Stored data entries:
[Start of section]

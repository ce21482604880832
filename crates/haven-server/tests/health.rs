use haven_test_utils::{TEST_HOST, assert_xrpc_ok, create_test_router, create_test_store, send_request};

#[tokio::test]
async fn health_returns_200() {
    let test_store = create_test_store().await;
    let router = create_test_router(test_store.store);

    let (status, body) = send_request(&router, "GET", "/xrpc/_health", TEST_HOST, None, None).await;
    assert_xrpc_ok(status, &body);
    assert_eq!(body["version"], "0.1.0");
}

[End of section]

What is required:
Every entry should be printed again exactly as it stands.

Task response:
repository ce21482604880832
filename crates/haven-server/tests/health.rs
use haven_test_utils::{TEST_HOST, assert_xrpc_ok, create_test_router, create_test_store, send_request};

#[tokio::test]
async fn health_returns_200() {
    let test_store = create_test_store().await;
    let router = create_test_router(test_store.store);

    let (status, body) = send_request(&router, "GET", "/xrpc/_health", TEST_HOST, None, None).await;
    assert_xrpc_ok(status, &body);
    assert_eq!(body["version"], "0.1.0");
}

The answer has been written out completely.